For the third form, the only $20$-pretty numbers are $2^45^3=2000$ and $2^35^4=5000$, and only $2000$ is small enough.

For the fourth form, any number of the form $2^45r$ where $r$ is a prime other than $2$ or $5$ will satisfy the $20$-pretty requirement. Since $n=80r<2019$, $r\le 25$. Therefore, $r$ can take on $3, 7, 11, 13, 17, 19,$ or $23$.

Thus, $\frac{S}{20}=\frac{2000+80(3+7+11+...+23)}{20}=100+4(3+7+11+...+23)=\boxed{472}$.

Rephrased for clarity by Afly

Solution 3

The divisors of $20$ are ${1,2,4,5,10,20}$. $v_2(n)$ must be $\ge 2$ because $20=2^2 \times 5$. This means that $v_2(n)$ can be exactly $3$ or $4$. Because greater exponents of 2 (like $2^9\cdot5$) gives numbers greater than 2019, so we just have the cases below.

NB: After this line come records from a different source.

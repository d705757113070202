//! Bridge request errors.

use serde::{Deserialize, Serialize};
use thiserror::Error;

/// Errors that can terminate a bridged chat request.
///
/// Every variant maps to an HTTP status and an OpenAI-style error code so the
/// HTTP layer can always answer with a well-shaped error body.
#[derive(Debug, Clone, Error, Serialize, Deserialize, PartialEq, Eq)]
#[serde(tag = "type", content = "details")]
pub enum BridgeError {
    /// No remote agent is connected (retryable by the caller)
    #[error("{}", if *awaiting_verification {
        "Waiting for the browser to finish human verification, please retry in a few seconds."
    } else {
        "Browser client is not connected. Make sure the arena page is open and the script is active."
    })]
    TransportUnavailable { awaiting_verification: bool },

    /// A request id was registered twice (programmer error)
    #[error("Request id already registered: {request_id}")]
    DuplicateRequestId { request_id: String },

    /// Upstream rejected an attachment as too large
    #[error("Upload failed: the attachment exceeds the arena server size limit (usually about 5MB). Try compressing it or sending a smaller file.")]
    OversizedAttachment,

    /// Upstream answered with a human-verification page
    #[error("{}", if *already_awaiting {
        "Waiting for human verification to complete..."
    } else {
        "Human verification detected, a refresh command was sent to the browser. Please retry shortly."
    })]
    VerificationRequired { already_awaiting: bool },

    /// A fragment could not be interpreted
    #[error("Malformed upstream fragment: {message}")]
    MalformedUpstreamFragment { message: String },

    /// Inbox stayed silent longer than the configured timeout
    #[error("Response timed out after {duration_secs} seconds.")]
    RequestTimeout { duration_secs: u64 },

    /// A newer agent connection replaced the one this request was bound to
    #[error("Browser link superseded by a new connection")]
    LinkSuperseded,

    /// The agent connection dropped while the request was in flight
    #[error("Browser disconnected during operation")]
    LinkDisconnected,

    /// Error reported by the upstream service, passed through verbatim
    #[error("{message}")]
    Upstream { message: String },

    /// Attachment upload to the file bed failed
    #[error("Attachment processing failed: {message}")]
    AttachmentUpload { message: String },

    /// Request validation failed
    #[error("Invalid request: {message}")]
    InvalidRequest { message: String },

    /// Neither an endpoint mapping nor usable default ids exist for the model
    #[error("{message}")]
    SessionNotConfigured { message: String },

    /// Internal bridge error (bugs, unexpected states)
    #[error("Internal bridge error: {message}")]
    Internal { message: String },
}

impl BridgeError {
    /// Get HTTP status code for this error.
    pub fn http_status_code(&self) -> u16 {
        match self {
            Self::TransportUnavailable { .. } => 503,
            Self::OversizedAttachment => 413,
            Self::InvalidRequest { .. } | Self::SessionNotConfigured { .. } => 400,
            Self::DuplicateRequestId { .. }
            | Self::VerificationRequired { .. }
            | Self::MalformedUpstreamFragment { .. }
            | Self::RequestTimeout { .. }
            | Self::LinkSuperseded
            | Self::LinkDisconnected
            | Self::Upstream { .. }
            | Self::AttachmentUpload { .. }
            | Self::Internal { .. } => 500,
        }
    }

    /// OpenAI-style `error.code` for response bodies.
    pub fn error_code(&self) -> &'static str {
        match self {
            Self::OversizedAttachment => "attachment_too_large",
            Self::TransportUnavailable { .. } => "service_unavailable",
            Self::InvalidRequest { .. } | Self::SessionNotConfigured { .. } => "invalid_request",
            Self::AttachmentUpload { .. } => "attachment_error",
            _ => "processing_error",
        }
    }

    /// OpenAI-style `error.type` for response bodies.
    pub fn error_type(&self) -> &'static str {
        match self {
            Self::AttachmentUpload { .. } => "attachment_error",
            Self::InvalidRequest { .. } | Self::SessionNotConfigured { .. } => {
                "invalid_request_error"
            },
            Self::Internal { .. } | Self::DuplicateRequestId { .. } => "internal_server_error",
            _ => "bridge_error",
        }
    }

    /// True when the request ended because the remote agent link went away.
    pub fn is_link_loss(&self) -> bool {
        matches!(self, Self::LinkSuperseded | Self::LinkDisconnected)
    }
}

#[cfg(test)]
mod tests {
    use super::*;

    #[test]
    fn test_http_status_codes() {
        assert_eq!(BridgeError::OversizedAttachment.http_status_code(), 413);
        assert_eq!(
            BridgeError::TransportUnavailable { awaiting_verification: false }.http_status_code(),
            503
        );
        assert_eq!(BridgeError::RequestTimeout { duration_secs: 5 }.http_status_code(), 500);
        assert_eq!(
            BridgeError::InvalidRequest { message: "bad".to_string() }.http_status_code(),
            400
        );
    }

    #[test]
    fn test_oversized_attachment_has_distinguished_code() {
        assert_eq!(BridgeError::OversizedAttachment.error_code(), "attachment_too_large");
        assert_eq!(
            BridgeError::Upstream { message: "boom".to_string() }.error_code(),
            "processing_error"
        );
    }

    #[test]
    fn test_timeout_message_mentions_duration() {
        let msg = BridgeError::RequestTimeout { duration_secs: 360 }.to_string();
        assert_eq!(msg, "Response timed out after 360 seconds.");
    }

    #[test]
    fn test_verification_messages_differ() {
        let first = BridgeError::VerificationRequired { already_awaiting: false }.to_string();
        let again = BridgeError::VerificationRequired { already_awaiting: true }.to_string();
        assert!(first.contains("refresh"));
        assert!(again.contains("Waiting"));
    }

    #[test]
    fn test_link_loss() {
        assert!(BridgeError::LinkSuperseded.is_link_loss());
        assert!(BridgeError::LinkDisconnected.is_link_loss());
        assert!(!BridgeError::OversizedAttachment.is_link_loss());
    }
}
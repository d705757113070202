//! Model and endpoint lookup tables.
//!
//! Both tables are supplied by collaborators (`models.json` and
//! `model_endpoint_map.json`) and are read-only to the bridge core.

use serde::{Deserialize, Serialize};
use std::collections::BTreeMap;

use super::config::{ConversationMode, Modality, Participant};

/// Resolved entry of the model table.
#[derive(Debug, Clone, Serialize, Deserialize, PartialEq, Eq, Default)]
pub struct ModelEntry {
    /// Arena model id; `None` when the table lists the model without one
    pub id: Option<String>,
    /// Output modality
    #[serde(rename = "type", default)]
    pub modality: Modality,
}

impl ModelEntry {
    /// Parse a raw `models.json` value: `"<id>"` or `"<id>:<type>"`, where an
    /// id of `null` means "no id".
    pub fn parse(raw: &str) -> Self {
        match raw.split_once(':') {
            Some((id, kind)) => {
                let id = (!id.eq_ignore_ascii_case("null") && !id.is_empty())
                    .then(|| id.to_string());
                Self { id, modality: Modality::from_string(kind) }
            },
            None => Self { id: Some(raw.to_string()), modality: Modality::Text },
        }
    }
}

/// Model name → entry. Ordered so `/v1/models` output is stable.
#[derive(Debug, Clone, Serialize, Deserialize, PartialEq, Eq, Default)]
#[serde(transparent)]
pub struct ModelTable {
    entries: BTreeMap<String, ModelEntry>,
}

impl ModelTable {
    /// Build the table from the raw `name → "id[:type]"` map.
    pub fn from_raw(raw: BTreeMap<String, String>) -> Self {
        let entries = raw.into_iter().map(|(name, value)| (name, ModelEntry::parse(&value))).collect();
        Self { entries }
    }

    pub fn get(&self, name: &str) -> Option<&ModelEntry> {
        self.entries.get(name)
    }

    /// Modality of a model; unknown models are treated as text.
    pub fn modality(&self, name: &str) -> Modality {
        self.get(name).map(|e| e.modality).unwrap_or_default()
    }

    pub fn names(&self) -> impl Iterator<Item = &str> {
        self.entries.keys().map(String::as_str)
    }

    pub fn len(&self) -> usize {
        self.entries.len()
    }

    pub fn is_empty(&self) -> bool {
        self.entries.is_empty()
    }
}

/// Session binding for one model.
#[derive(Debug, Clone, Serialize, Deserialize, PartialEq, Eq)]
pub struct EndpointMapping {
    pub session_id: Option<String>,
    pub message_id: Option<String>,
    /// Per-model conversation mode override
    #[serde(default)]
    pub mode: Option<ConversationMode>,
    /// Per-model battle target override
    #[serde(default)]
    pub battle_target: Option<Participant>,
}

/// A model maps either to one binding (legacy format) or to a pool of them.
#[derive(Debug, Clone, Serialize, Deserialize, PartialEq, Eq)]
#[serde(untagged)]
pub enum EndpointEntry {
    Many(Vec<EndpointMapping>),
    Single(EndpointMapping),
}

impl EndpointEntry {
    /// All bindings this entry offers.
    pub fn candidates(&self) -> &[EndpointMapping] {
        match self {
            Self::Many(list) => list,
            Self::Single(one) => std::slice::from_ref(one),
        }
    }
}

/// Model name → session bindings.
#[derive(Debug, Clone, Serialize, Deserialize, PartialEq, Eq, Default)]
#[serde(transparent)]
pub struct EndpointTable {
    entries: BTreeMap<String, EndpointEntry>,
}

impl EndpointTable {
    pub fn new(entries: BTreeMap<String, EndpointEntry>) -> Self {
        Self { entries }
    }

    /// Bindings for a model; empty when the model is not mapped.
    pub fn candidates(&self, model: &str) -> &[EndpointMapping] {
        self.entries.get(model).map(EndpointEntry::candidates).unwrap_or_default()
    }

    pub fn len(&self) -> usize {
        self.entries.len()
    }

    pub fn is_empty(&self) -> bool {
        self.entries.is_empty()
    }
}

1. $v_2(n) = 3$. Then $\frac{20}{4}=5=5\times 1$. The smallest is $2^3*5^4$ which is $> 2019$. Hence there are no solution in this case.

2. $v_2(n)=4$. Then $\frac{20}{5}=4 = 4\times 1 = 2\times 2$. The $4\times 1$ case gives one solution, $2^4 \times 5^3 = 2000$. The $2\times 2$ case gives $2^4\times 5 \times (3+7+11+13+17+19+23)$.Using any prime greater than $23$ will make $n$ greater than $2019$.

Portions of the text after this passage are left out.